Elkins v. Summit County

Decision Date10 August 2010
Docket NumberNo. 09-3680.,09-3680.
Citation615 F.3d 671
PartiesClarence ELKINS; Branden Elkins; Clarence Elkins, Jr.; Melinda Elkins, Plaintiffs-Appellees, v. SUMMIT COUNTY, OHIO; Michael Kallai, Chief of Police; Peter Maurer, Sergeant; B. Davis, Detective, Defendants, Danton Adair, Officer; M. Hudak, Detective; J.L. Flaker, Detective; Don Adamson, Sergeant; Jim Weese, Detective, in their individual and official capacities, Defendants-Appellants.
CourtU.S. Court of Appeals — Sixth Circuit

OPINION TEXT STARTS HERE

ARGUED: John T. McLandrich, Mazanec, Raskin, Ryder & Keller Co., L.P.A., Cleveland, Ohio, for Appellants. Russell Ainsworth, Loevy & Loevy, Chicago, Illinois, for Appellees. ON BRIEF: John T. McLandrich, Frank H. Scialdone, Mazanec, Raskin, Ryder & Keller Co., L.P.A., Cleveland, Ohio, for Appellants. Russell Ainsworth, Jonathan Loevy, Loevy & Loevy, Chicago, Illinois, for Appellees.

Before: MARTIN, RYAN, and KETHLEDGE, Circuit Judges.

OPINION

BOYCE F. MARTIN, JR., Circuit Judge.

A jury convicted Clarence Elkins, Sr., of raping and murdering his mother-in-law, Judith Johnson, and of assaulting and raping his six-year-old niece, Brooke Sutton. The jury sentenced him to life in prison with no eligibility for parole. Seven years later, Elkins obtained DNA evidence that proved that Earl Mann, Johnson's neighbor at the time of the murder, had committed the crimes, and Elkins was exonerated. The case against Elkins was dismissed, and the State of Ohio awarded him $1,075,000 in a wrongful imprisonment settlement.

Thereafter, Elkins brought suit on a variety of state and federal claims in the United States District Court in the Northern District of Ohio against the City of Barberton, Ohio, and multiple officers and detectives who had investigated the Johnson murder. Elkins claimed that the officers failed to disclose to the prosecution a memorandum that would have exonerated him. The officers and the city moved for summary judgment on all the claims, asserting that they were entitled to qualified immunity and state sovereign immunity.

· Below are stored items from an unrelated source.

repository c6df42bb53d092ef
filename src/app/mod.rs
pub mod dispatch;
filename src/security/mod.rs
pub mod hmac;
pub mod launch;

pub use launch::{
    LaunchData, LaunchVerifier, compute_hash, extract_user_id, sign_launch_data, verify,
};
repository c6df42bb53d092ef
use super::{AppState, DEMO_REPLY};
use crate::stream::{ChatStreamRequest, DONE_FRAME, encode_delta};
use axum::{
    body::Body,
    extract::State,
    http::{Response, StatusCode, header},
    response::{IntoResponse, Json},
};
use serde::Deserialize;

#[derive(Debug, Deserialize)]
pub(super) struct LaunchVerifyBody {
    init_data: String,
}

/// GET /health
pub(super) async fn handle_health() -> impl IntoResponse {
    Json(serde_json::json!({ "ok": true }))
}

/// POST /api/launch/verify -- gate on signed launch data
pub(super) async fn handle_launch_verify(
    State(state): State<AppState>,
    Json(body): Json<LaunchVerifyBody>,
) -> impl IntoResponse {
    let Some(verifier) = state.verifier.as_ref() else {
        return (
            StatusCode::SERVICE_UNAVAILABLE,
            Json(serde_json::json!({
                "ok": false,
                "error": "launch verification is not configured"
            })),
        );
    };

    if !verifier.verify(&body.init_data) {
        tracing::warn!("rejected launch data");
        return (
            StatusCode::UNAUTHORIZED,
            Json(serde_json::json!({ "ok": false })),
        );
    }

    let user_id = crate::security::extract_user_id(&body.init_data);
    tracing::info!(user_id = user_id.as_deref().unwrap_or("-"), "launch data verified");
    (
        StatusCode::OK,
        Json(serde_json::json!({ "ok": true, "user_id": user_id })),
    )
}

/// POST /v1/chat/stream -- demo producer, one delta frame per character
pub(super) async fn handle_chat_stream(
    State(state): State<AppState>,
    Json(request): Json<ChatStreamRequest>,
) -> Response<Body> {
    tracing::info!(
        messages = request.messages.len(),
        model = %request.model,
        "serving demo chat stream"
    );

    let delay = state.demo_delay;
    let stream = async_stream::stream! {
        for ch in DEMO_REPLY.chars() {
            let mut buf = [0u8; 4];
            yield Ok::<_, std::convert::Infallible>(encode_delta(ch.encode_utf8(&mut buf)));
            if !delay.is_zero() {
                tokio::time::sleep(delay).await;
            }
        }
        yield Ok(DONE_FRAME.to_string());
    };

    let mut response = Response::new(Body::from_stream(stream));
    *response.status_mut() = StatusCode::OK;
    response.headers_mut().insert(
        header::CONTENT_TYPE,
        header::HeaderValue::from_static("text/event-stream"),
    );
    response.headers_mut().insert(
        header::CACHE_CONTROL,
        header::HeaderValue::from_static("no-cache"),
    );
    response
}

The court dismissed the claims against the city and granted the officers qualified immunity on all claims except: (1) the Brady violation of Elkins' constitutional right to due process under 42 U.S.C. § 1983 claim; and (2) the state-law malicious prosecution and loss of consortium claims. We affirm.

I.

On June 6, 1998, Johnson was raped and murdered in her home at Barberton, Ohio. 1 Her six-year-old granddaughter, Brooke, was also assaulted and raped. Based on Brooke's statement that the rapist looked like her uncle, Elkins, the Barberton police arrested Elkins. Shortly thereafter, he was indicted on charges of aggravated murder, attempted aggravated murder, rape, and felonious assault.

On January 5, 1999, while the Elkins investigation was ongoing, Mann was arrested by the Barberton police for two “strong-arm” robberies. 2 During the course of the arrest, Mann, who was drunk, asked a patrol officer, Gerard Antenucci, “Why don't you charge me with the Judy Johnson murder?” In compliance with his training that mandated reporting anything that officers believed the Detective Bureau should know about, Antenucci wrote an interdepartmental memorandum memorializing Mann's statement and directed it to the department that was investigating Johnson's murder. Antenucci later testified that he wrote the memorandum that day and placed it in a mail box that, according to department procedures, 3 was emptied each day by a member of the Detective Bureau and disseminated to the detectives working on the specific case. However, the Mann memorandum was not disclosed to Elkins or the prosecution and was never produced.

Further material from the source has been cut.